The obstacle problem
In this post, we'll look at the obstacle problem. We've seen in previous posts examples of variational problems -- minimization of some functional with respect to a field. The classic example of a variational problem is to find the function $u$ that minimizes the Dirichlet energy
$$\mathscr{J}(u) = \int_\Omega\left(\frac{1}{2}|\nabla u|^2 - fu\right)dx$$subject to the homogeneous Dirichlet boundary condition $u|_{\partial\Omega} = 0$. The Poisson equation is especially convenient because the objective is convex and quadratic. The obstacle problem is what you get when you add the additional constraint
$$u \ge g$$throughout the domain. More generally, we can look at the problem of minimizing a convex functional $\mathscr{J}$ subject to the constraint that $u$ has to live in a closed, convex set $K$ of a function space $Q$. For a totally unconstrained problem, $K$ would just be the whole space $Q$.
Newton's method with line search is a very effective algorithm for solving unconstrained convex problems, even for infinite-dimensional problems like PDEs. Things get much harder when you include inequality constraints. To make matters worse, much of the literature you'll find on this subject is focused on finite-dimensional problems, where techniques like the active-set method work quite well. It's not so obvious how to generalize these methods to variational problems. In the following, I'll follow the approach in section 4.1 of this paper by Farrell, Croci, and Surowiec, whch was my inspiration for writing this post.

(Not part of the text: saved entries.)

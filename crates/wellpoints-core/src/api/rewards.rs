//! Points ledger, partner catalog and check-in endpoints.

use tracing::debug;

use crate::models::{
    CheckIn, CheckInReceipt, PartnerCategory, PartnerCompany, ProfileOverview, Promotion,
};

use super::client::ApiRequest;
use super::{ApiClient, ApiError};

impl ApiClient {
    /// Fetch the current profile with points balance and transactions
    pub async fn fetch_profile_overview(&self) -> Result<ProfileOverview, ApiError> {
        self.request(ApiRequest::get("/employees/me")).await
    }

    pub async fn fetch_partners(&self) -> Result<Vec<PartnerCompany>, ApiError> {
        let partners: Vec<PartnerCompany> =
            self.request(ApiRequest::get("/partners/companies")).await?;
        debug!(count = partners.len(), "Fetched partner companies");
        Ok(partners)
    }

    pub async fn fetch_partner(&self, company_id: &str) -> Result<PartnerCompany, ApiError> {
        self.request(ApiRequest::get(format!("/partners/companies/{}", company_id)))
            .await
    }

    /// Fetch promotions, optionally only those of one partner
    pub async fn fetch_promotions(&self, company_id: Option<&str>) -> Result<Vec<Promotion>, ApiError> {
        let mut request = ApiRequest::get("/partners/promotions");
        if let Some(id) = company_id {
            request = request.query("company_id", id);
        }
        self.request(request).await
    }

    pub async fn fetch_categories(&self) -> Result<Vec<PartnerCategory>, ApiError> {
        self.request(ApiRequest::get("/partners/categories")).await
    }

    /// Submit today's check-in
    pub async fn submit_check_in(&self, check_in: &CheckIn) -> Result<CheckInReceipt, ApiError> {
        let receipt: CheckInReceipt = self
            .request(ApiRequest::post("/check-ins").json(check_in)?)
            .await?;
        debug!(points = receipt.points_earned, "Check-in recorded");
        Ok(receipt)
    }
}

Minimizing the action functional $\mathscr{J}$ over the convex set $K$ can be rephrased as an unconstrained problem to minimize the functional
$$\mathscr{J}(u) + \mathscr{I}(u),$$where $\mathscr{I}$ is the indicator function of the set $K$:
$$\mathscr{I}(u) = \begin{cases}0 & u \in K \\ \infty & u \notin K\end{cases}.$$This functional is still convex, but it can take the value $\infty$. The reformulation isn't especially useful by itself, but we can approximate it using the Moreau envelope. The envelope of $\mathscr{I}$ is defined as
$$\mathscr{I}_\gamma(u) = \min_v\left(\mathscr{I}(v) + \frac{1}{2\gamma^2}\|u - v\|^2\right).$$In the limit as $\gamma \to 0$, $\mathscr{I}_\gamma(u) \to \mathscr{I}(u)$. The Moreau envelope is much easier to work with than the original functional because it's differentiable. In some cases it can be computed analytically; for example, when $\mathscr{I}$ is an indicator function,
$$\mathscr{I}_\gamma(u) = \frac{1}{2\gamma^2}\text{dist}\,(u, K)^2$$where $\text{dist}$ is the distance to a convex set. We can do even better for our specific case, where $K$ is the set of all functions greater than $g$. For this choice of $K$, the distance to $K$ is
$$\text{dist}(u, K)^2 = \int_\Omega(u - g)_-^2dx,$$where $v_- = \min(v, 0)$ is the negative part of $v$. So, our approach to solving the obstacle problem will be to find the minimzers of
$$\mathscr{J}_\gamma(u) = \int_\Omega\left(\frac{1}{2}|\nabla u|^2 - fu\right)dx + \frac{1}{2\gamma^2}\int_\Omega(u - g)_-^2dx$$as $\gamma$ goes to 0. I've written things in such a way that $\gamma$ has units of length. Rather than take $\gamma$ to 0 we can instead stop at some fraction of the finite element mesh spacing. At that point, the errors in the finite element approximation are comparable to the distance of the approximate solution to the constraint set.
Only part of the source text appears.